[Recorded data — start]
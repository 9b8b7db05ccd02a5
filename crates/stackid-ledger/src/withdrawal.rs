//! Core-wallet withdrawal state machine
//!
//! ```text
//! Idle ──StartBuild──▶ Building ──StartBroadcast──▶ Broadcasting ──▶ Success
//!                         │                              │
//!                         └──BuildFailed──▶ Error ◀──BroadcastFailed
//! ```
//!
//! `Reset` returns to `Idle` from any state. Only one withdrawal may be in
//! flight: `StartBuild` is accepted from `Idle`, `Error` and `Success` only.

use serde::{Deserialize, Serialize};

use crate::LedgerError;

/// Current withdrawal state
#[derive(Debug, Clone, PartialEq, Eq, Serialize, Deserialize, Default)]
#[serde(tag = "state", rename_all = "snake_case")]
pub enum WithdrawalState {
    #[default]
    Idle,
    Building {
        recipient: String,
        /// Signed transaction, attached once the build succeeds
        tx_hex: Option<String>,
        /// Cleared when the build step finishes
        building: bool,
    },
    Broadcasting {
        recipient: String,
        tx_hex: String,
    },
    Success {
        recipient: String,
    },
    Error {
        recipient: Option<String>,
        reason: String,
    },
}

/// Inputs to the withdrawal state machine
#[derive(Debug, Clone, PartialEq, Eq, Serialize, Deserialize)]
#[serde(tag = "event", rename_all = "snake_case")]
pub enum WithdrawalEvent {
    StartBuild { recipient: String },
    BuildSucceeded { tx_hex: String },
    BuildFailed { reason: String },
    StartBroadcast,
    BroadcastSucceeded,
    BroadcastFailed { reason: String },
    Reset,
}

impl WithdrawalState {
    /// Compute the next state. Rejected transitions leave `self` untouched.
    pub fn transition(&self, event: &WithdrawalEvent) -> Result<WithdrawalState, LedgerError> {
        use WithdrawalEvent as E;
        use WithdrawalState as S;

        let next = match (self, event) {
            (_, E::Reset) => S::Idle,

            (S::Idle | S::Error { .. } | S::Success { .. }, E::StartBuild { recipient }) => {
                S::Building {
                    recipient: recipient.clone(),
                    tx_hex: None,
                    building: true,
                }
            }

            (
                S::Building {
                    recipient,
                    building: true,
                    ..
                },
                E::BuildSucceeded { tx_hex },
            ) => S::Building {
                recipient: recipient.clone(),
                tx_hex: Some(tx_hex.clone()),
                building: false,
            },

            (S::Building { recipient, .. }, E::BuildFailed { reason }) => S::Error {
                recipient: Some(recipient.clone()),
                reason: reason.clone(),
            },

            (
                S::Building {
                    recipient,
                    tx_hex: Some(tx_hex),
                    building: false,
                },
                E::StartBroadcast,
            ) => S::Broadcasting {
                recipient: recipient.clone(),
                tx_hex: tx_hex.clone(),
            },

            (S::Broadcasting { recipient, .. }, E::BroadcastSucceeded) => S::Success {
                recipient: recipient.clone(),
            },

            (S::Broadcasting { recipient, .. }, E::BroadcastFailed { reason }) => S::Error {
                recipient: Some(recipient.clone()),
                reason: reason.clone(),
            },

            (state, event) => {
                return Err(LedgerError::Rejected(format!(
                    "withdrawal event {:?} not allowed in state {}",
                    event,
                    state.name()
                )))
            }
        };
        Ok(next)
    }

    /// True while a withdrawal occupies the wallet
    pub fn in_progress(&self) -> bool {
        matches!(
            self,
            WithdrawalState::Building { .. } | WithdrawalState::Broadcasting { .. }
        )
    }

    pub fn name(&self) -> &'static str {
        match self {
            WithdrawalState::Idle => "idle",
            WithdrawalState::Building { .. } => "building",
            WithdrawalState::Broadcasting { .. } => "broadcasting",
            WithdrawalState::Success { .. } => "success",
            WithdrawalState::Error { .. } => "error",
        }
    }
}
[Recorded data — finish]
Exercise goal: Search the records for lines holding the word "self", then copy each line you find.

Result of this task:
    /// Compute the next state. Rejected transitions leave `self` untouched.
    pub fn transition(&self, event: &WithdrawalEvent) -> Result<WithdrawalState, LedgerError> {
        let next = match (self, event) {
    pub fn in_progress(&self) -> bool {
            self,
    pub fn name(&self) -> &'static str {
        match self {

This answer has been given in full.